Work item »
Would you give the entries below again in full, exactly as they stand?

----- Input for this task

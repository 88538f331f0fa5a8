//! Prefixed-term resolution and URI component sanitization.

use anyhow::Result;
use oxigraph::model::NamedNode;
use percent_encoding::{utf8_percent_encode, AsciiSet, NON_ALPHANUMERIC};
use serde::{Deserialize, Serialize};
use std::collections::HashMap;

// characters that survive sanitization unencoded
const UNSAFE: &AsciiSet = &NON_ALPHANUMERIC
    .remove(b'_')
    .remove(b'-')
    .remove(b'.')
    .remove(b'~');

/// Normalizes a free-text field value into a fragment safe to embed in an
/// IRI: spaces become underscores, everything else outside
/// `[A-Za-z0-9_.~-]` is percent-encoded. Deterministic, so identical input
/// data yields identical subject IRIs across runs.
pub fn sanitize_uri_component(text: &str) -> String {
    let underscored = text.replace(' ', "_");
    utf8_percent_encode(&underscored, UNSAFE).to_string()
}

/// Prefix → namespace-base table used to expand prefixed terms.
#[derive(Debug, Clone, Default, PartialEq, Serialize, Deserialize)]
pub struct NamespaceMap(HashMap<String, String>);

impl NamespaceMap {
    pub fn new() -> Self {
        NamespaceMap(HashMap::new())
    }

    pub fn bind(&mut self, prefix: &str, base: &str) {
        self.0.insert(prefix.to_string(), base.to_string());
    }

    pub fn get(&self, prefix: &str) -> Option<&str> {
        self.0.get(prefix).map(String::as_str)
    }

    pub fn iter(&self) -> impl Iterator<Item = (&str, &str)> {
        self.0.iter().map(|(p, b)| (p.as_str(), b.as_str()))
    }

    pub fn len(&self) -> usize {
        self.0.len()
    }

    pub fn is_empty(&self) -> bool {
        self.0.is_empty()
    }

    /// Expands `prefix:local` into an absolute IRI using the registered
    /// base for `prefix`. An unknown prefix, or a term with no delimiter
    /// at all, is not an error: the term is treated as already absolute.
    /// This fallback is a contract, not an accident, so keymaps can mix
    /// prefixed shorthand with full IRIs anywhere a term is expected.
    pub fn resolve(&self, term: &str) -> Result<NamedNode> {
        if let Some((prefix, local)) = term.split_once(':') {
            if let Some(base) = self.0.get(prefix) {
                return Ok(NamedNode::new(format!("{base}{local}"))?);
            }
        }
        // unknown prefix or no delimiter: already absolute
        Ok(NamedNode::new(term)?)
    }
}

impl From<HashMap<String, String>> for NamespaceMap {
    fn from(map: HashMap<String, String>) -> Self {
        NamespaceMap(map)
    }
}

impl<'a> FromIterator<(&'a str, &'a str)> for NamespaceMap {
    fn from_iter<T: IntoIterator<Item = (&'a str, &'a str)>>(iter: T) -> Self {
        NamespaceMap(
            iter.into_iter()
                .map(|(p, b)| (p.to_string(), b.to_string()))
                .collect(),
        )
    }
}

----------

Your solution »
repository 88538f331f0fa5a8
//! Prefixed-term resolution and URI component sanitization.

use anyhow::Result;
use oxigraph::model::NamedNode;
use percent_encoding::{utf8_percent_encode, AsciiSet, NON_ALPHANUMERIC};
use serde::{Deserialize, Serialize};
use std::collections::HashMap;

// characters that survive sanitization unencoded
const UNSAFE: &AsciiSet = &NON_ALPHANUMERIC
    .remove(b'_')
    .remove(b'-')
    .remove(b'.')
    .remove(b'~');

/// Normalizes a free-text field value into a fragment safe to embed in an
/// IRI: spaces become underscores, everything else outside
/// `[A-Za-z0-9_.~-]` is percent-encoded. Deterministic, so identical input
/// data yields identical subject IRIs across runs.
pub fn sanitize_uri_component(text: &str) -> String {
    let underscored = text.replace(' ', "_");
    utf8_percent_encode(&underscored, UNSAFE).to_string()
}

/// Prefix → namespace-base table used to expand prefixed terms.
#[derive(Debug, Clone, Default, PartialEq, Serialize, Deserialize)]
pub struct NamespaceMap(HashMap<String, String>);

impl NamespaceMap {
    pub fn new() -> Self {
        NamespaceMap(HashMap::new())
    }

    pub fn bind(&mut self, prefix: &str, base: &str) {
        self.0.insert(prefix.to_string(), base.to_string());
    }

    pub fn get(&self, prefix: &str) -> Option<&str> {
        self.0.get(prefix).map(String::as_str)
    }

    pub fn iter(&self) -> impl Iterator<Item = (&str, &str)> {
        self.0.iter().map(|(p, b)| (p.as_str(), b.as_str()))
    }

    pub fn len(&self) -> usize {
        self.0.len()
    }

    pub fn is_empty(&self) -> bool {
        self.0.is_empty()
    }

    /// Expands `prefix:local` into an absolute IRI using the registered
    /// base for `prefix`. An unknown prefix, or a term with no delimiter
    /// at all, is not an error: the term is treated as already absolute.
    /// This fallback is a contract, not an accident, so keymaps can mix
    /// prefixed shorthand with full IRIs anywhere a term is expected.
    pub fn resolve(&self, term: &str) -> Result<NamedNode> {
        if let Some((prefix, local)) = term.split_once(':') {
            if let Some(base) = self.0.get(prefix) {
                return Ok(NamedNode::new(format!("{base}{local}"))?);
            }
        }
        // unknown prefix or no delimiter: already absolute
        Ok(NamedNode::new(term)?)
    }
}

impl From<HashMap<String, String>> for NamespaceMap {
    fn from(map: HashMap<String, String>) -> Self {
        NamespaceMap(map)
    }
}

impl<'a> FromIterator<(&'a str, &'a str)> for NamespaceMap {
    fn from_iter<T: IntoIterator<Item = (&'a str, &'a str)>>(iter: T) -> Self {
        NamespaceMap(
            iter.into_iter()
                .map(|(p, b)| (p.to_string(), b.to_string()))
                .collect(),
        )
    }
}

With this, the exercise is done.